TASK GOAL - Can you restate the lines of the entries below, word for word, from the first one through the line that includes "let subscriber = FmtSubscriber::builder()"?

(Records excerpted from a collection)
============================================================

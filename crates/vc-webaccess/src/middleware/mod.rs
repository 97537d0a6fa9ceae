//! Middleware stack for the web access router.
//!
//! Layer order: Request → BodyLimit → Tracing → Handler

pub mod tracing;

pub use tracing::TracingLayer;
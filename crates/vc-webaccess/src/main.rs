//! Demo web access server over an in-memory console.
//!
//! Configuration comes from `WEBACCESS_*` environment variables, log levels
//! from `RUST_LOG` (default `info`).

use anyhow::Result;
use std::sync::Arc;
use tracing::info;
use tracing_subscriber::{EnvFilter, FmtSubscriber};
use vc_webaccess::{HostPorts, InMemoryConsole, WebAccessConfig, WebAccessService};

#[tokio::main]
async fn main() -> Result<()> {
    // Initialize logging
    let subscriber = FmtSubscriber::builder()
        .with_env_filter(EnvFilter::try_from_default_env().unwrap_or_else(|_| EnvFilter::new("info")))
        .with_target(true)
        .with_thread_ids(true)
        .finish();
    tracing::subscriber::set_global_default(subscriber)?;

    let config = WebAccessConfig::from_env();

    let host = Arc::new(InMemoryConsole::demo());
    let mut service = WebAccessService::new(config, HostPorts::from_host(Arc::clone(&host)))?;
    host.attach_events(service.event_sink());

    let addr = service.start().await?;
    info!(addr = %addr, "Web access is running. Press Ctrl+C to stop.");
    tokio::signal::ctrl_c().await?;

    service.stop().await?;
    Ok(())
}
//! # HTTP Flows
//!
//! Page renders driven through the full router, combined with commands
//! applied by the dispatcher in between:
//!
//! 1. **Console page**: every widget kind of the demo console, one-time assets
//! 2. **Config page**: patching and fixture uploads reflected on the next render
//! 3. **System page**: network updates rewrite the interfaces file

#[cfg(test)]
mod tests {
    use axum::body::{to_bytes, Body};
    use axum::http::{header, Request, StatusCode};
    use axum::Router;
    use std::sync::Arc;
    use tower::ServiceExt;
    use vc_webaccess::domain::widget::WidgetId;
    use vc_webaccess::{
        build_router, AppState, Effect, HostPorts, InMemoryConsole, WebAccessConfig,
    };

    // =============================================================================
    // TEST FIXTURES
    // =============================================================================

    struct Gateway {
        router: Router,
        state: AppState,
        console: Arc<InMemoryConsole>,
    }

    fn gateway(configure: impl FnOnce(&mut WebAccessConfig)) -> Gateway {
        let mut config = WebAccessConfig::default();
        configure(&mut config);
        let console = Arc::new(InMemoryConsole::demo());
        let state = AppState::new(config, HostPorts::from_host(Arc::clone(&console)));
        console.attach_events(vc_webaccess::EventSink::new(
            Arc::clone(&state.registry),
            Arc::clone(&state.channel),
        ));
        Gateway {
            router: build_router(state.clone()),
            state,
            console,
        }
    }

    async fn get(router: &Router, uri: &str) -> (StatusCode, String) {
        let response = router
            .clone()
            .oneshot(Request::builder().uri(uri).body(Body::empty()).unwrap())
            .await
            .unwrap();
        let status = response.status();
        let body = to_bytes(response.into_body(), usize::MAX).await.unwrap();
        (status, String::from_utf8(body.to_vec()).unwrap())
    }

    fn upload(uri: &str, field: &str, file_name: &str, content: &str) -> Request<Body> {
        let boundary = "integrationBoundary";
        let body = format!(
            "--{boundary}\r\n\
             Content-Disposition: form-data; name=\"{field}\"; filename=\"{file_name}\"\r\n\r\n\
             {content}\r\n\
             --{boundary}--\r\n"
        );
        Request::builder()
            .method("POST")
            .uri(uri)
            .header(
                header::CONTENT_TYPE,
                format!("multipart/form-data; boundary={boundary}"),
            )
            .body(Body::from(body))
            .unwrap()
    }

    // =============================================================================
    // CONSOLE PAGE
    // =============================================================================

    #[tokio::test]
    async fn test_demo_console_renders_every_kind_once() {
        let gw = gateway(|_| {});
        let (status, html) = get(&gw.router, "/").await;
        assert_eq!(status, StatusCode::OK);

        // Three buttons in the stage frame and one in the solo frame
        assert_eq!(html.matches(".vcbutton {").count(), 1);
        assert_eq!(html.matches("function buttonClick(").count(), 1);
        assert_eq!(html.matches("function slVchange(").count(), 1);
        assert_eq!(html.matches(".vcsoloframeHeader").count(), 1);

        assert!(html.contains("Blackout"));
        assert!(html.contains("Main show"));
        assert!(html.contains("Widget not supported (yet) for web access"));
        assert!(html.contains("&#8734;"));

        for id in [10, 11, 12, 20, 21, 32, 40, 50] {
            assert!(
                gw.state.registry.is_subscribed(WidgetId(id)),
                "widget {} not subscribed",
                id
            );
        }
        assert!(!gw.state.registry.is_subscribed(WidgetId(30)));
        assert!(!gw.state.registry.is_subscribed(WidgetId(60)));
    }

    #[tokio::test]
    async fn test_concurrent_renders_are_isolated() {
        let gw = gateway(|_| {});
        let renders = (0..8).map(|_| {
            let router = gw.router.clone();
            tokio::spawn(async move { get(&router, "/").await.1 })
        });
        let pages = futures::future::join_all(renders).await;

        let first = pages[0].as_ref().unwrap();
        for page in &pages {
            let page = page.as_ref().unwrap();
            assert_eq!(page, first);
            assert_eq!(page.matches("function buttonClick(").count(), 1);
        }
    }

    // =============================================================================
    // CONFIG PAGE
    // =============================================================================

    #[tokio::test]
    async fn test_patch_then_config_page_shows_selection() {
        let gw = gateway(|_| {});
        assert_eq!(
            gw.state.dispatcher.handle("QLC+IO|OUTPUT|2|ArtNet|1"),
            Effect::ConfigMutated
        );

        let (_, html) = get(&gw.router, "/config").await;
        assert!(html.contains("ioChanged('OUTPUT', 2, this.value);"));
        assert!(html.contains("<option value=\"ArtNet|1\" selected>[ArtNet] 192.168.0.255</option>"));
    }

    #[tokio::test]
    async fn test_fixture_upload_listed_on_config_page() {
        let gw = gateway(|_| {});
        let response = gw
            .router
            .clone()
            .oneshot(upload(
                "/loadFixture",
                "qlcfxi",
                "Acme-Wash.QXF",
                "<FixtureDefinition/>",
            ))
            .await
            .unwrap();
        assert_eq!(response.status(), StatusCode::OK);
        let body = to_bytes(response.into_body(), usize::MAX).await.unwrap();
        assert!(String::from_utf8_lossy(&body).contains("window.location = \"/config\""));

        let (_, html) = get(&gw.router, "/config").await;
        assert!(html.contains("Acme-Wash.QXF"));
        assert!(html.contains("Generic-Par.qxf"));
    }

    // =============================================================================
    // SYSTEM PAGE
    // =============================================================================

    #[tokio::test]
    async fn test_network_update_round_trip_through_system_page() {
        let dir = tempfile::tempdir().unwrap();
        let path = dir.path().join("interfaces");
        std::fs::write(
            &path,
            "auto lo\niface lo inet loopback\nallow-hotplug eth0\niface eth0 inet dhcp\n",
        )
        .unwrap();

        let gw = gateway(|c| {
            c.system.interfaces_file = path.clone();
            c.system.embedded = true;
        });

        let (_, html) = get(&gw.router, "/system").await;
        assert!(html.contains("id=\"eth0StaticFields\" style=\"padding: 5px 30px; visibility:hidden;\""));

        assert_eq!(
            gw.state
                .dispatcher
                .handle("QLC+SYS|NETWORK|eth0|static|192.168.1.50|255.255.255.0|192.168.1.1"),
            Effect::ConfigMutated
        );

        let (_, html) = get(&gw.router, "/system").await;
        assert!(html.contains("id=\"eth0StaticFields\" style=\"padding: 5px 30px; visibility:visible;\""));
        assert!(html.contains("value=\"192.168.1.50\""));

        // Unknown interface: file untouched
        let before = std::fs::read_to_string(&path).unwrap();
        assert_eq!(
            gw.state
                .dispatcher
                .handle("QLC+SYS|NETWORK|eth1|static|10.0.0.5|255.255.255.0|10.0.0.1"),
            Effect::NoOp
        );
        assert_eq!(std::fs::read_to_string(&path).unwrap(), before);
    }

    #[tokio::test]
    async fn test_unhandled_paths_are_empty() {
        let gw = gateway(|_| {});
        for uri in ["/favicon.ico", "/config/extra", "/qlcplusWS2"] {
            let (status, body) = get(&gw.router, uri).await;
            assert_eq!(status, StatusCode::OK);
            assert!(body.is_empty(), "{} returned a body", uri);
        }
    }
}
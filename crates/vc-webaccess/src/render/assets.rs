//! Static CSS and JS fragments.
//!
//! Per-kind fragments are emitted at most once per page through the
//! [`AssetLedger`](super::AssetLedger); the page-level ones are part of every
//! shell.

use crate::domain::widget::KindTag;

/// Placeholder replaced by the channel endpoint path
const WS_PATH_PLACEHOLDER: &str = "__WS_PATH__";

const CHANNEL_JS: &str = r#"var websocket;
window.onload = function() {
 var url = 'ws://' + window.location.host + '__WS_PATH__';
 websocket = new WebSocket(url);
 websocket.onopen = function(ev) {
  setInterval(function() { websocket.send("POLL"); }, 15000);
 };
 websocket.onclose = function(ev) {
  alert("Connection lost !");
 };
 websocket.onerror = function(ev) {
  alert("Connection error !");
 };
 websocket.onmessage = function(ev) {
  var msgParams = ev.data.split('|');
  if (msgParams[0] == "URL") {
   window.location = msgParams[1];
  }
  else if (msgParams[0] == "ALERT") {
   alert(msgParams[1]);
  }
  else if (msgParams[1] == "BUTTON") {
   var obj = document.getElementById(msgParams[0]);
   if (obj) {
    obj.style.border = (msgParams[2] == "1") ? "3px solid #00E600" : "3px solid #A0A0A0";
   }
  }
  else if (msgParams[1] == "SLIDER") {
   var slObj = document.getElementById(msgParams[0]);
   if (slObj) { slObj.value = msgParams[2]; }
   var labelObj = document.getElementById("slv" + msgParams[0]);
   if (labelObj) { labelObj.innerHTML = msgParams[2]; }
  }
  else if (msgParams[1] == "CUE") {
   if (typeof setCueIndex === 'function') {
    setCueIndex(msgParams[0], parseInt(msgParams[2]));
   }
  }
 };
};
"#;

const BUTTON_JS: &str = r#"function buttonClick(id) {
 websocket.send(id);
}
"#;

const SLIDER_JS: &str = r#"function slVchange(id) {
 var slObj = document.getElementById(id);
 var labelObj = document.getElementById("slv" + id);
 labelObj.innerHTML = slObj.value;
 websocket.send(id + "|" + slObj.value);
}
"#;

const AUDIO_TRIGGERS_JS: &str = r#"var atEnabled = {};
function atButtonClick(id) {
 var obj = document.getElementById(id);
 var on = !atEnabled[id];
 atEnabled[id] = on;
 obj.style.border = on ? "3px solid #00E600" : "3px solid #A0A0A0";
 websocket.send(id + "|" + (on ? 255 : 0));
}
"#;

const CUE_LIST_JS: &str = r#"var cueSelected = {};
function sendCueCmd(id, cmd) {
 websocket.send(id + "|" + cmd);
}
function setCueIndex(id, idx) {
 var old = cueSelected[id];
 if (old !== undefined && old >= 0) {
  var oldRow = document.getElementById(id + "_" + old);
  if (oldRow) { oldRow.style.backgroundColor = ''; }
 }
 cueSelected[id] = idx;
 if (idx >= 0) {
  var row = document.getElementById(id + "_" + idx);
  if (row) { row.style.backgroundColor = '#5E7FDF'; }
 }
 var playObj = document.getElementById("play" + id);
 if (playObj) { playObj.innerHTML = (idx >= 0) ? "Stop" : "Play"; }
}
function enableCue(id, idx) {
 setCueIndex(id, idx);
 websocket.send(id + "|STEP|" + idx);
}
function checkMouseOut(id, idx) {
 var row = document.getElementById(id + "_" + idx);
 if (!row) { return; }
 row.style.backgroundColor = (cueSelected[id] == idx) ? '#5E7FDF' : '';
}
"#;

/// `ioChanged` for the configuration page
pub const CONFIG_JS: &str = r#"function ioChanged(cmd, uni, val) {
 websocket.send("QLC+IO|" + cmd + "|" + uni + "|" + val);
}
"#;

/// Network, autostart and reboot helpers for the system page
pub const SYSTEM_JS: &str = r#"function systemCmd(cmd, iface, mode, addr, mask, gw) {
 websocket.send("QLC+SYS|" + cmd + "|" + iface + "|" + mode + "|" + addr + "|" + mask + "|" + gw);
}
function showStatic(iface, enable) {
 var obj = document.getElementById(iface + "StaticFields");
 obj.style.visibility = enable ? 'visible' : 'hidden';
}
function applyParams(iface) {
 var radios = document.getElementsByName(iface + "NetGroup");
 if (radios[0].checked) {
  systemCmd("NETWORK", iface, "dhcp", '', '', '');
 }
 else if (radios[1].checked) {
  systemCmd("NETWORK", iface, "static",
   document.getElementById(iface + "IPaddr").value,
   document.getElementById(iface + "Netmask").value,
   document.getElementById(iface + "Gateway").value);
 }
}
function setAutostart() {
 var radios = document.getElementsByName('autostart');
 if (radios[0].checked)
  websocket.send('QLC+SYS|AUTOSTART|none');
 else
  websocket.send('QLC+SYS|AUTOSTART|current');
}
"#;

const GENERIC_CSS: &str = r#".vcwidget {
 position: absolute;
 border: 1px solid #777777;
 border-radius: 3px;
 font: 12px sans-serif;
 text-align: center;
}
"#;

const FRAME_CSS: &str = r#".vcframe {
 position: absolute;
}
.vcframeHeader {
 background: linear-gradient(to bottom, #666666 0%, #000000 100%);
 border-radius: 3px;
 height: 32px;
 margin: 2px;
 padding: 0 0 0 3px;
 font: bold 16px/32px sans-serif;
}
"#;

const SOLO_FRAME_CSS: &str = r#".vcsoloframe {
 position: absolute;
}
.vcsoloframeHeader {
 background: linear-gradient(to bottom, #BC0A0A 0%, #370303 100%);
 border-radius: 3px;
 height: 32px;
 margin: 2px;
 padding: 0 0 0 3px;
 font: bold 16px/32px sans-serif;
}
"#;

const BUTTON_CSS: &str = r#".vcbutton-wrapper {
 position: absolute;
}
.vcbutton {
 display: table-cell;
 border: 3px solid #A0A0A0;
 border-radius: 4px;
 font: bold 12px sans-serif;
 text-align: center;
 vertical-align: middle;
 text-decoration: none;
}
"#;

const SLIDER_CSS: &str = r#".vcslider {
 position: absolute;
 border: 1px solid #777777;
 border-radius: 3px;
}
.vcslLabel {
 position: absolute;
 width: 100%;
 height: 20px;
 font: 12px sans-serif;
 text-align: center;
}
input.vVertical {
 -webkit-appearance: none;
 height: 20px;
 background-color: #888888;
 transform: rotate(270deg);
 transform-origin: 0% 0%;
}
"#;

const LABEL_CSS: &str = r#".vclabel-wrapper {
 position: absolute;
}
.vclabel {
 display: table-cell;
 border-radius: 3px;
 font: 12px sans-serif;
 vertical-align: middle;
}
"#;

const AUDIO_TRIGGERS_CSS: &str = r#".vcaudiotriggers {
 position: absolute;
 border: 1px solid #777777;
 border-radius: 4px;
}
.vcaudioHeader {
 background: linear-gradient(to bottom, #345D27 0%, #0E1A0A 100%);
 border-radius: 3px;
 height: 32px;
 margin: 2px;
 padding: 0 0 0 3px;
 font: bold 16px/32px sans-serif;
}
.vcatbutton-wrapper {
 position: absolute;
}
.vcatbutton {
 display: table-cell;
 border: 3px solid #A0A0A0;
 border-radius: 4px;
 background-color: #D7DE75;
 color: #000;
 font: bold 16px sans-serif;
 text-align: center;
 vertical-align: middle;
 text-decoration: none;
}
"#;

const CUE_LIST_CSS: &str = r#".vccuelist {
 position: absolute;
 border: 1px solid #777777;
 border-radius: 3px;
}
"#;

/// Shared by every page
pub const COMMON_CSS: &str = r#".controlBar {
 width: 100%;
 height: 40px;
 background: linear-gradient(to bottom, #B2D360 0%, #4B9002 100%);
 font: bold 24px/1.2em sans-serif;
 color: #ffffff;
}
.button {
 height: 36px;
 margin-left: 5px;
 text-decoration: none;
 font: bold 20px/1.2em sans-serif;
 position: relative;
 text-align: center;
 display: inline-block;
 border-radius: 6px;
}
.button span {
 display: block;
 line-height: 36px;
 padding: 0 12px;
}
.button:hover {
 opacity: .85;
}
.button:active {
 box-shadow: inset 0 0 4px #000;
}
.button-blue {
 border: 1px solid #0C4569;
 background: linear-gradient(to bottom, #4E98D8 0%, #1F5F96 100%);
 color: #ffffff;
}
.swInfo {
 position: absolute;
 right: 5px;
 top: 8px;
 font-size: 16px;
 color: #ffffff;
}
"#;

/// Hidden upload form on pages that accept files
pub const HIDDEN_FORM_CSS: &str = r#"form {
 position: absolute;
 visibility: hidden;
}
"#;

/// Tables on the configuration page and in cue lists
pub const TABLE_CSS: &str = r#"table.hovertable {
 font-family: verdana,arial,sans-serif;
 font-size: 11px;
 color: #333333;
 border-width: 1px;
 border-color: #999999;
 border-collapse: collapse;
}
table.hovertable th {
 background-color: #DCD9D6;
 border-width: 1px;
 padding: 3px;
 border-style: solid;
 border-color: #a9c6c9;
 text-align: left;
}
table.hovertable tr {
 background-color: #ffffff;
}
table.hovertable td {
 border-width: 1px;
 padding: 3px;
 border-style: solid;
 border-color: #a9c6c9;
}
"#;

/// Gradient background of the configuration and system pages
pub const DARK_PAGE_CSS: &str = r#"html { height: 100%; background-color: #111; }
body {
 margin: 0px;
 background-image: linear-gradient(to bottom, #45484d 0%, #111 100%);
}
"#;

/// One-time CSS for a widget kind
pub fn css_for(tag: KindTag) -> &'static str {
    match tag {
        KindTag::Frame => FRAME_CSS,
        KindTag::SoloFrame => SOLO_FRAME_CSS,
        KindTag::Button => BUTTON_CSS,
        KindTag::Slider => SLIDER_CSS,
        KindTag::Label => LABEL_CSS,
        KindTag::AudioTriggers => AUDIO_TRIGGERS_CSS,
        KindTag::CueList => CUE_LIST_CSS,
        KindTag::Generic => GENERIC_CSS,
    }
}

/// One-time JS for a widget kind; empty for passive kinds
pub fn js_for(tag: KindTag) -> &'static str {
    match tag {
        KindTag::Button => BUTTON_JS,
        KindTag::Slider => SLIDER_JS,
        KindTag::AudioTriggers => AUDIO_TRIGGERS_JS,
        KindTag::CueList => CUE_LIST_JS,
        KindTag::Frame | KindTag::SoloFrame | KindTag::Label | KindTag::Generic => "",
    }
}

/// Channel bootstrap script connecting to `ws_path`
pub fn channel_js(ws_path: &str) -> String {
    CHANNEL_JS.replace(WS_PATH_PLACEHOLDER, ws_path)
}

============================================================

OUTPUT OF THE EXERCISE -
filename crates/vc-webaccess/src/middleware/mod.rs
repository 97537d0a6fa9ceae
//! Middleware stack for the web access router.
//!
//! Layer order: Request → BodyLimit → Tracing → Handler

pub mod tracing;

pub use tracing::TracingLayer;
filename crates/vc-webaccess/src/main.rs
//! Demo web access server over an in-memory console.
//!
//! Configuration comes from `WEBACCESS_*` environment variables, log levels
//! from `RUST_LOG` (default `info`).

use anyhow::Result;
use std::sync::Arc;
use tracing::info;
use tracing_subscriber::{EnvFilter, FmtSubscriber};
use vc_webaccess::{HostPorts, InMemoryConsole, WebAccessConfig, WebAccessService};

#[tokio::main]
async fn main() -> Result<()> {
    // Initialize logging
    let subscriber = FmtSubscriber::builder()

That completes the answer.